Loncar et al.32 found significant relationship between TBSA and pain scores and illustrated that TBSA is a significant predictor of burn pain. Also they found that higher levels of anxiety and depression were related to higher pain scores. Because of bidirectional relation between pain and anxiety, there was no significant reduction in procedural pain intensity and anxiety level after wound care. Also massage did not continue in dressing room which can be another reason for not effecting on procedural pain, anxiety and relaxation and physiologic measure. Byers et al.33 indicated that during treatment anxiety and procedural pain, level of burn patients was higher than the baseline and background anxiety. However, it might be difficult to relax and stay stable for massage simultaneous with conducting wound care.

According to our findings, massage was not effective in managing anticipatory anxiety and procedural pain intensity in burn patients with severe injury. The data suggest that massage did not improve procedural anxiety and relaxation levels and physiologic measures among patients with burn. Any invasive procedure can produce pain and anticipatory anxiety. Not preventing and treating pain and anxiety may cause detrimental effects in burn patients. Therefore, more research is needed to investigate different complementary therapies for controlling procedural pain and anticipatory anxiety. Also nurses play important and paradoxical roles in managing pain in burn patients and it is essential to consider most effective approaches to manage it.

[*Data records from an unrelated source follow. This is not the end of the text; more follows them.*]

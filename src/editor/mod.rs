//! Structured editing of list literals inside text artifacts
//!
//! The editor applies a [`ChangeSet`] to the one list assigned to an anchor
//! name (`stubs = [...]`, `"stubs": [...]`, `stubs: [...]`). Only the bytes
//! between the brackets ever change; everything before `[` and after `]` is
//! copied through untouched.
//!
//! Edits follow the style already present in the list:
//! - the quote character of the first string element
//! - one element per line when the closing bracket sits on its own line,
//!   indented like the last element
//! - the inline separator used between existing elements
//! - trailing commas, when the last element already has one
//!
//! Every edit re-scans the list, so a change set is applied as a sequence of
//! single-element edits. Presence checks make a second application a no-op.

mod scanner;

#[cfg(test)]
mod tests;

use std::path::Path;

use crate::changeset::{ChangeNode, ChangeSet};
use crate::common::fs::write_atomic;
use crate::error::{Result, StubError};

use scanner::{ListSpan, find_anchor, scan_list};

/// Indentation added inside an empty multi-line list
const DEFAULT_INDENT: &str = "    ";

/// Separator used after a comma when an inline list has nothing to copy
const DEFAULT_SEPARATOR: &str = " ";

/// A text artifact holding one list literal identified by `anchor`
#[derive(Debug, Clone, PartialEq, Eq)]
pub struct ListArtifact {
    text: String,
    anchor: String,
    /// Display name used in error messages
    origin: String,
}

impl ListArtifact {
    #[cfg(test)]
    pub fn new(text: impl Into<String>, anchor: impl Into<String>) -> Self {
        Self {
            text: text.into(),
            anchor: anchor.into(),
            origin: "<memory>".to_string(),
        }
    }

    /// Read an artifact from disk
    pub fn load(path: &Path, anchor: impl Into<String>) -> Result<Self> {
        let text = std::fs::read_to_string(path).map_err(|e| StubError::FileReadFailed {
            path: path.display().to_string(),
            reason: e.to_string(),
        })?;
        Ok(Self {
            text,
            anchor: anchor.into(),
            origin: path.display().to_string(),
        })
    }

    /// Write the artifact as a complete replacement of `path`
    pub fn save(&self, path: &Path) -> Result<()> {
        write_atomic(path, self.text.as_bytes())
    }

    pub fn text(&self) -> &str {
        &self.text
    }

    /// Identifiers currently in the list, in order
    pub fn entries(&self) -> Result<Vec<String>> {
        let span = self.locate(&self.text)?;
        Ok(span.elements.into_iter().map(|e| e.value).collect())
    }

    fn locate(&self, text: &str) -> Result<ListSpan> {
        let open = find_anchor(text, &self.anchor).ok_or_else(|| StubError::AnchorNotFound {
            anchor: self.anchor.clone(),
            artifact: self.origin.clone(),
        })?;
        scan_list(text, open).map_err(|reason| StubError::MalformedArtifact {
            artifact: self.origin.clone(),
            reason,
        })
    }

    fn with_text(&self, text: String) -> Self {
        Self {
            text,
            anchor: self.anchor.clone(),
            origin: self.origin.clone(),
        }
    }
}

/// Apply `change` to the list in `artifact`
///
/// Removals run before additions. Identifiers already absent (for removals)
/// or present (for additions) are skipped.
pub fn apply(artifact: &ListArtifact, change: &ChangeSet) -> Result<ListArtifact> {
    change.validate()?;
    artifact.locate(&artifact.text)?;
    if change.is_empty() {
        return Ok(artifact.clone());
    }

    let mut text = artifact.text.clone();

    for node in &change.remove {
        let span = artifact.locate(&text)?;
        if let Some(index) = span.position(&node.value) {
            text = delete(&text, removal_cuts(&text, &span, index));
        }
    }

    for node in &change.add {
        let span = artifact.locate(&text)?;
        if !span.contains(&node.value) {
            text = insert(&text, insertion(&text, &span, node));
        }
    }

    Ok(artifact.with_text(text))
}

/// Delete the byte ranges in `cuts` from `text`
fn delete(text: &str, mut cuts: Vec<(usize, usize)>) -> String {
    cuts.sort_unstable();
    let mut out = String::with_capacity(text.len());
    let mut cursor = 0;
    for (start, end) in cuts {
        if start > cursor {
            out.push_str(&text[cursor..start]);
        }
        cursor = cursor.max(end);
    }
    out.push_str(&text[cursor..]);
    out
}

/// Insert `(offset, fragment)` pairs into `text`; equal offsets keep their order
fn insert(text: &str, mut inserts: Vec<(usize, String)>) -> String {
    inserts.sort_by_key(|(at, _)| *at);
    let mut out = String::with_capacity(text.len() + 64);
    let mut cursor = 0;
    for (at, fragment) in inserts {
        out.push_str(&text[cursor..at]);
        out.push_str(&fragment);
        cursor = at;
    }
    out.push_str(&text[cursor..]);
    out
}

fn line_start(text: &str, pos: usize) -> usize {
    text[..pos].rfind('\n').map_or(0, |i| i + 1)
}

fn is_blank(s: &str) -> bool {
    s.chars().all(|c| c == ' ' || c == '\t')
}

/// Leading whitespace of the line containing `pos`
fn line_indent(text: &str, pos: usize) -> &str {
    let start = line_start(text, pos);
    let line = &text[start..pos];
    let end = line
        .find(|c: char| c != ' ' && c != '\t')
        .unwrap_or(line.len());
    &line[..end]
}

/// Full line range (including its newline) when the element is alone on it
fn own_line(text: &str, span: &ListSpan, index: usize) -> Option<(usize, usize)> {
    let el = &span.elements[index];
    let start = line_start(text, el.start);
    if start <= span.open || !is_blank(&text[start..el.start]) {
        return None;
    }
    let after = match el.comma {
        Some(c) if text[el.end..c].contains('\n') => return None,
        Some(c) => c + 1,
        None => el.end,
    };
    let newline = after + text[after..span.close].find('\n')?;
    is_blank(&text[after..newline]).then_some((start, newline + 1))
}

/// Byte ranges to delete so that element `index` disappears cleanly
fn removal_cuts(text: &str, span: &ListSpan, index: usize) -> Vec<(usize, usize)> {
    let elements = &span.elements;
    let el = &elements[index];
    let prev = index.checked_sub(1).map(|i| &elements[i]);
    let next = elements.get(index + 1);

    // The previous element's comma dangles when the last element goes and
    // the list does not use trailing commas
    let dangling = match (prev, el.comma) {
        (Some(p), None) => p.comma.map(|c| (c, c + 1)),
        _ => None,
    };

    if let Some(line) = own_line(text, span, index) {
        return std::iter::once(line).chain(dangling).collect();
    }
    if let Some(n) = next {
        if !text[el.end..n.start].contains('\n') {
            return vec![(el.start, n.start)];
        }
    }
    if let Some(p) = prev {
        if next.is_none() && !text[p.end..el.start].contains('\n') {
            return vec![(p.end, el.end)];
        }
    }
    let end = el.comma.map_or(el.end, |c| c + 1);
    std::iter::once((el.start, end)).chain(dangling).collect()
}

/// Fragments to insert so that `node` becomes the new last element
fn insertion(text: &str, span: &ListSpan, node: &ChangeNode) -> Vec<(usize, String)> {
    let fragment = node.render(span.quote_style());

    let Some(last) = span.elements.last() else {
        let inner = &text[span.open + 1..span.close];
        if inner.contains('\n') {
            let indent = format!("{}{DEFAULT_INDENT}", line_indent(text, span.close));
            return vec![(span.open + 1, format!("\n{indent}{fragment},"))];
        }
        return vec![(span.open + 1, fragment)];
    };

    let after_last = last.comma.map_or(last.end, |c| c + 1);
    let newline = text[after_last..span.close]
        .find('\n')
        .map(|i| after_last + i);

    match newline {
        Some(newline) => {
            let start = line_start(text, last.start);
            let indent = if is_blank(&text[start..last.start]) {
                text[start..last.start].to_string()
            } else {
                format!("{}{DEFAULT_INDENT}", line_indent(text, last.start))
            };
            match last.comma {
                Some(_) => vec![(newline, format!("\n{indent}{fragment},"))],
                None => vec![
                    (last.end, ",".to_string()),
                    (newline, format!("\n{indent}{fragment}")),
                ],
            }
        }
        None => {
            let separator = span
                .elements
                .len()
                .checked_sub(2)
                .and_then(|i| span.elements[i].comma)
                .map(|c| &text[c + 1..last.start])
                .filter(|s| !s.contains('\n'))
                .unwrap_or(DEFAULT_SEPARATOR);
            vec![(last.end, format!(",{separator}{fragment}"))]
        }
    }
}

In our study, random allocation was not conducted; however, homogeneity of the groups was tested. Therefore, it is recommended to replicate this study by considering random allocation too. In this study, the sample size was small, so it is recommended to conduct further investigation with larger sample sizes. In current study, Swedish massage was used and the results indicated no efficay. It is recommended to investigate and compare other techniques of massage to indicate the most effective one for improving anticipatory anxiety and procedural pain in burn patients.

Also, in current research; 20 minute massage was performed 10 to 15 minutes before procedure. Since there is not standard time length for conducting massage, it is recommended to investigate different time intervals for massage to determine the effective time for improving patients’ symptoms. Also, there is not information about wash out period time of massage and perhaps conducting massage immediately before wound care and continuing it in dressing room can affect on anticipatory anxiety and procedural pain intensity. Therefore, further researches are recommended too. Because of the nature of the intervention, Hawthorne effect should also be considered in the study.

ACKNOWLEDGMENT

This study was part of a research project which is granted by Center for Nursing Care Research in Iran University of Medical Sciences (90-03-123-15128). The authors would like to thank Motahari Burn and Reconstructive Center, Center for Nursing Care Research, and School of Nursing and Midwifery in Iran University of Medical Sciences, Tehran, Iran.

CONFLICT OF INTEREST

The authors declare no conflict of interest.